#### [AIM OF THE TASK]
Nothing but the lines below between the line holding "a VRT amount." and the line holding "impl AddAssign for", inclusive, should appear in the answer, each set down exactly.

Stored data
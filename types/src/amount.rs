//! VRT token amounts.
//!
//! Amounts are fixed-point integers (u128) to avoid floating-point drift in
//! balances. The smallest unit is 1 raw = one millionth of a VRT token.
//! Negative amounts are unrepresentable.

use crate::error::AmountError;
use serde::de::{self, Visitor};
use serde::{Deserialize, Deserializer, Serialize, Serializer};
use std::fmt;
use std::ops::{Add, AddAssign, Sub};
use std::str::FromStr;

/// Number of fractional digits in a VRT amount.
pub const VRT_DECIMALS: u32 = 6;

/// Raw units per whole VRT token.
pub const VRT_UNIT: u128 = 10u128.pow(VRT_DECIMALS);

/// An amount of VRT, stored as raw units.
#[derive(Clone, Copy, Debug, Default, PartialEq, Eq, PartialOrd, Ord, Hash)]
pub struct VrtAmount(u128);

impl VrtAmount {
    pub const ZERO: Self = Self(0);

    pub const fn new(raw: u128) -> Self {
        Self(raw)
    }

    /// Whole tokens, e.g. `from_tokens(10)` is 10 VRT.
    pub const fn from_tokens(tokens: u64) -> Self {
        Self(tokens as u128 * VRT_UNIT)
    }

    pub const fn raw(&self) -> u128 {
        self.0
    }

    pub const fn is_zero(&self) -> bool {
        self.0 == 0
    }

    /// Approximate value in tokens, for display and reporting only.
    pub fn as_tokens_f64(&self) -> f64 {
        self.0 as f64 / VRT_UNIT as f64
    }

    pub fn checked_add(self, other: Self) -> Option<Self> {
        self.0.checked_add(other.0).map(Self)
    }

    pub fn checked_sub(self, other: Self) -> Option<Self> {
        self.0.checked_sub(other.0).map(Self)
    }

    pub fn saturating_add(self, other: Self) -> Self {
        Self(self.0.saturating_add(other.0))
    }

    pub fn saturating_sub(self, other: Self) -> Self {
        Self(self.0.saturating_sub(other.0))
    }

    /// Multiply by a basis-point rate (10_000 = 100%), rounding down.
    pub fn mul_bps(self, bps: u32) -> Self {
        Self(self.0.saturating_mul(bps as u128) / 10_000)
    }
}

impl Add for VrtAmount {
    type Output = Self;
    fn add(self, rhs: Self) -> Self {
        Self(self.0 + rhs.0)
    }
}

impl AddAssign for VrtAmount {
    fn add_assign(&mut self, rhs: Self) {
        self.0 += rhs.0;
    }
}

impl Sub for VrtAmount {
    type Output = Self;
    fn sub(self, rhs: Self) -> Self {
        Self(self.0 - rhs.0)
    }
}

impl std::iter::Sum for VrtAmount {
    fn sum<I: Iterator<Item = Self>>(iter: I) -> Self {
        iter.fold(Self::ZERO, |acc, x| acc.saturating_add(x))
    }
}

impl fmt::Display for VrtAmount {
    fn fmt(&self, f: &mut fmt::Formatter<'_>) -> fmt::Result {
        write!(f, "{} VRT", DecimalText(self.0))
    }
}

/// Plain decimal rendering without the unit suffix, trailing zeros trimmed.
struct DecimalText(u128);

impl fmt::Display for DecimalText {
    fn fmt(&self, f: &mut fmt::Formatter<'_>) -> fmt::Result {
        let whole = self.0 / VRT_UNIT;
        let frac = self.0 % VRT_UNIT;
        if frac == 0 {
            return write!(f, "{whole}");
        }
        let digits = format!("{:0width$}", frac, width = VRT_DECIMALS as usize);
        write!(f, "{whole}.{}", digits.trim_end_matches('0'))
    }
}

impl FromStr for VrtAmount {
    type Err = AmountError;

    /// Parse a decimal token string such as `"10"`, `"0.25"` or `"125.5"`.
    fn from_str(s: &str) -> Result<Self, Self::Err> {
        let s = s.trim();
        if s.starts_with('-') {
            return Err(AmountError::Negative(s.to_string()));
        }
        let (whole, frac) = match s.split_once('.') {
            Some((w, f)) => (w, f),
            None => (s, ""),
        };
        if whole.is_empty() && frac.is_empty() {
            return Err(AmountError::Malformed(s.to_string()));
        }
        if !whole.chars().all(|c| c.is_ascii_digit()) || !frac.chars().all(|c| c.is_ascii_digit())
        {
            return Err(AmountError::Malformed(s.to_string()));
        }
        if frac.len() > VRT_DECIMALS as usize {
            return Err(AmountError::TooPrecise(s.to_string()));
        }

        let whole: u128 = if whole.is_empty() {
            0
        } else {
            whole
                .parse()
                .map_err(|_| AmountError::Overflow(s.to_string()))?
        };
        let frac_raw: u128 = if frac.is_empty() {
            0
        } else {
            let padded = format!("{:0<width$}", frac, width = VRT_DECIMALS as usize);
            padded
                .parse()
                .map_err(|_| AmountError::Malformed(s.to_string()))?
        };

        whole
            .checked_mul(VRT_UNIT)
            .and_then(|w| w.checked_add(frac_raw))
            .map(Self)
            .ok_or_else(|| AmountError::Overflow(s.to_string()))
    }
}

// Amounts travel as decimal strings: TOML has no u128 and JSON consumers
// lose precision on large integers.
impl Serialize for VrtAmount {
    fn serialize<S: Serializer>(&self, serializer: S) -> Result<S::Ok, S::Error> {
        serializer.collect_str(&DecimalText(self.0))
    }
}

impl<'de> Deserialize<'de> for VrtAmount {
    fn deserialize<D: Deserializer<'de>>(deserializer: D) -> Result<Self, D::Error> {
        deserializer.deserialize_any(AmountVisitor)
    }
}

struct AmountVisitor;

impl<'de> Visitor<'de> for AmountVisitor {
    type Value = VrtAmount;

    fn expecting(&self, f: &mut fmt::Formatter) -> fmt::Result {
        f.write_str("a non-negative token amount as a decimal string or integer")
    }

    fn visit_str<E: de::Error>(self, v: &str) -> Result<VrtAmount, E> {
        v.parse().map_err(E::custom)
    }

    fn visit_u64<E: de::Error>(self, v: u64) -> Result<VrtAmount, E> {
        Ok(VrtAmount::from_tokens(v))
    }

    fn visit_i64<E: de::Error>(self, v: i64) -> Result<VrtAmount, E> {
        u64::try_from(v)
            .map(VrtAmount::from_tokens)
            .map_err(|_| E::custom(AmountError::Negative(v.to_string())))
    }
}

#### [TASK RESULT]
/// Number of fractional digits in a VRT amount.
pub const VRT_DECIMALS: u32 = 6;

/// Raw units per whole VRT token.
pub const VRT_UNIT: u128 = 10u128.pow(VRT_DECIMALS);

/// An amount of VRT, stored as raw units.
#[derive(Clone, Copy, Debug, Default, PartialEq, Eq, PartialOrd, Ord, Hash)]
pub struct VrtAmount(u128);

impl VrtAmount {
    pub const ZERO: Self = Self(0);

    pub const fn new(raw: u128) -> Self {
        Self(raw)
    }

    /// Whole tokens, e.g. `from_tokens(10)` is 10 VRT.
    pub const fn from_tokens(tokens: u64) -> Self {
        Self(tokens as u128 * VRT_UNIT)
    }

    pub const fn raw(&self) -> u128 {
        self.0
    }

    pub const fn is_zero(&self) -> bool {
        self.0 == 0
    }

    /// Approximate value in tokens, for display and reporting only.
    pub fn as_tokens_f64(&self) -> f64 {
        self.0 as f64 / VRT_UNIT as f64
    }

    pub fn checked_add(self, other: Self) -> Option<Self> {
        self.0.checked_add(other.0).map(Self)
    }

    pub fn checked_sub(self, other: Self) -> Option<Self> {
        self.0.checked_sub(other.0).map(Self)
    }

    pub fn saturating_add(self, other: Self) -> Self {
        Self(self.0.saturating_add(other.0))
    }

    pub fn saturating_sub(self, other: Self) -> Self {
        Self(self.0.saturating_sub(other.0))
    }

    /// Multiply by a basis-point rate (10_000 = 100%), rounding down.
    pub fn mul_bps(self, bps: u32) -> Self {
        Self(self.0.saturating_mul(bps as u128) / 10_000)
    }
}

impl Add for VrtAmount {
    type Output = Self;
    fn add(self, rhs: Self) -> Self {
        Self(self.0 + rhs.0)
    }
}

impl AddAssign for VrtAmount {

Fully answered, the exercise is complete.